▶ WORK INSTRUCTION:
Start at the top of the records below and copy them exactly to the end.

▶ TASK INPUTS:
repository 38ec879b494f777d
//! Config command - show current configuration

use crate::cli::output::colors;
use crate::cli::OutputFormat;
use crate::core::config::Config;
use crate::core::xdg::XdgDirs;
use clap::Args;
use serde::Serialize;

/// Arguments for the config command
#[derive(Args, Debug)]
pub struct ConfigArgs {
    /// Print the configuration as TOML (usable as a config file)
    #[arg(long)]
    pub toml: bool,
}

/// Configuration response
#[derive(Debug, Serialize)]
pub struct ConfigResponse {
    pub config_file: String,
    #[serde(flatten)]
    pub config: Config,
}

/// Execute the config command
///
/// The backend password is always masked.
pub fn execute(
    args: ConfigArgs,
    config: &Config,
    format: OutputFormat,
) -> Result<(), Box<dyn std::error::Error>> {
    let redacted = config.redacted();

    if args.toml {
        print!("{}", toml::to_string_pretty(&redacted)?);
        return Ok(());
    }

    let response = ConfigResponse {
        config_file: XdgDirs::new().config_file().to_string_lossy().into_owned(),
        config: redacted,
    };

    match format {
        OutputFormat::Human => {
            let backend = &response.config.backend;
            let search = &response.config.search;

            println!("{}", colors::label("Configuration:"));
            println!("  config_file: {}", colors::dim(&response.config_file));
            println!("  backend:");
            println!("    url: {}", colors::index(&backend.base_url()));
            println!(
                "    username: {}",
                backend.username.as_deref().unwrap_or("(none)")
            );
            if let Some(password) = &backend.password {
                println!("    password: {password}");
            }
            println!("    media_type: {}", backend.media_type());
            println!(
                "    request_timeout_sec: {}",
                colors::number(&backend.request_timeout_sec.to_string())
            );
            println!("  search:");
            println!(
                "    default_page_size: {}",
                colors::number(&search.default_page_size.to_string())
            );
            println!(
                "    default_slop: {}",
                colors::number(&search.default_slop.to_string())
            );
            println!(
                "    default_max_expansions: {}",
                colors::number(&search.default_max_expansions.to_string())
            );
        }
        OutputFormat::Json => {
            println!("{}", serde_json::to_string_pretty(&response)?);
        }
    }

    Ok(())
}
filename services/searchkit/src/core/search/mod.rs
//! Search execution.
//!
//! Sends structured queries to a backend and maps the returned
//! hits onto caller-chosen record types.

mod executor;

pub use executor::SearchExecutor;
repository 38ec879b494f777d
//! Completions command - generate shell completion scripts

use crate::cli::Cli;
use clap::{Args, CommandFactory};
use clap_complete::{generate, Shell};
use std::io::{self, Write};

/// Arguments for the completions command
#[derive(Args, Debug)]
pub struct CompletionsArgs {
    /// Shell to generate completions for
    #[arg(value_enum)]
    pub shell: Shell,
}

/// Write the completion script for `shell` to `out`
pub fn write_completions(shell: Shell, out: &mut dyn Write) {
    let mut cmd = Cli::command();
    let name = cmd.get_name().to_string();
    generate(shell, &mut cmd, name, out);
}

/// Execute the completions command
pub fn execute(args: CompletionsArgs) -> Result<(), Box<dyn std::error::Error>> {
    write_completions(args.shell, &mut io::stdout());
    Ok(())
}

▶ TASK RESULT:
repository 38ec879b494f777d
//! Config command - show current configuration

use crate::cli::output::colors;
use crate::cli::OutputFormat;
use crate::core::config::Config;
use crate::core::xdg::XdgDirs;
use clap::Args;
use serde::Serialize;

/// Arguments for the config command
#[derive(Args, Debug)]
pub struct ConfigArgs {
    /// Print the configuration as TOML (usable as a config file)
    #[arg(long)]
    pub toml: bool,
}

/// Configuration response
#[derive(Debug, Serialize)]
pub struct ConfigResponse {
    pub config_file: String,
    #[serde(flatten)]
    pub config: Config,
}

/// Execute the config command
///
/// The backend password is always masked.
pub fn execute(
    args: ConfigArgs,
    config: &Config,
    format: OutputFormat,
) -> Result<(), Box<dyn std::error::Error>> {
    let redacted = config.redacted();

    if args.toml {
        print!("{}", toml::to_string_pretty(&redacted)?);
        return Ok(());
    }

    let response = ConfigResponse {
        config_file: XdgDirs::new().config_file().to_string_lossy().into_owned(),
        config: redacted,
    };

    match format {
        OutputFormat::Human => {
            let backend = &response.config.backend;
            let search = &response.config.search;

            println!("{}", colors::label("Configuration:"));
            println!("  config_file: {}", colors::dim(&response.config_file));
            println!("  backend:");
            println!("    url: {}", colors::index(&backend.base_url()));
            println!(
                "    username: {}",
                backend.username.as_deref().unwrap_or("(none)")
            );
            if let Some(password) = &backend.password {
                println!("    password: {password}");
            }
            println!("    media_type: {}", backend.media_type());
            println!(
                "    request_timeout_sec: {}",
                colors::number(&backend.request_timeout_sec.to_string())
            );
            println!("  search:");
            println!(
                "    default_page_size: {}",
                colors::number(&search.default_page_size.to_string())
            );
            println!(
                "    default_slop: {}",
                colors::number(&search.default_slop.to_string())
            );
            println!(
                "    default_max_expansions: {}",
                colors::number(&search.default_max_expansions.to_string())
            );
        }
        OutputFormat::Json => {
            println!("{}", serde_json::to_string_pretty(&response)?);
        }
    }

    Ok(())
}
filename services/searchkit/src/core/search/mod.rs
//! Search execution.
//!
//! Sends structured queries to a backend and maps the returned
//! hits onto caller-chosen record types.

mod executor;

pub use executor::SearchExecutor;
repository 38ec879b494f777d
//! Completions command - generate shell completion scripts

use crate::cli::Cli;
use clap::{Args, CommandFactory};
use clap_complete::{generate, Shell};
use std::io::{self, Write};

/// Arguments for the completions command
#[derive(Args, Debug)]
pub struct CompletionsArgs {
    /// Shell to generate completions for
    #[arg(value_enum)]
    pub shell: Shell,
}

/// Write the completion script for `shell` to `out`
pub fn write_completions(shell: Shell, out: &mut dyn Write) {
    let mut cmd = Cli::command();
    let name = cmd.get_name().to_string();
    generate(shell, &mut cmd, name, out);
}

/// Execute the completions command
pub fn execute(args: CompletionsArgs) -> Result<(), Box<dyn std::error::Error>> {
    write_completions(args.shell, &mut io::stdout());
    Ok(())
}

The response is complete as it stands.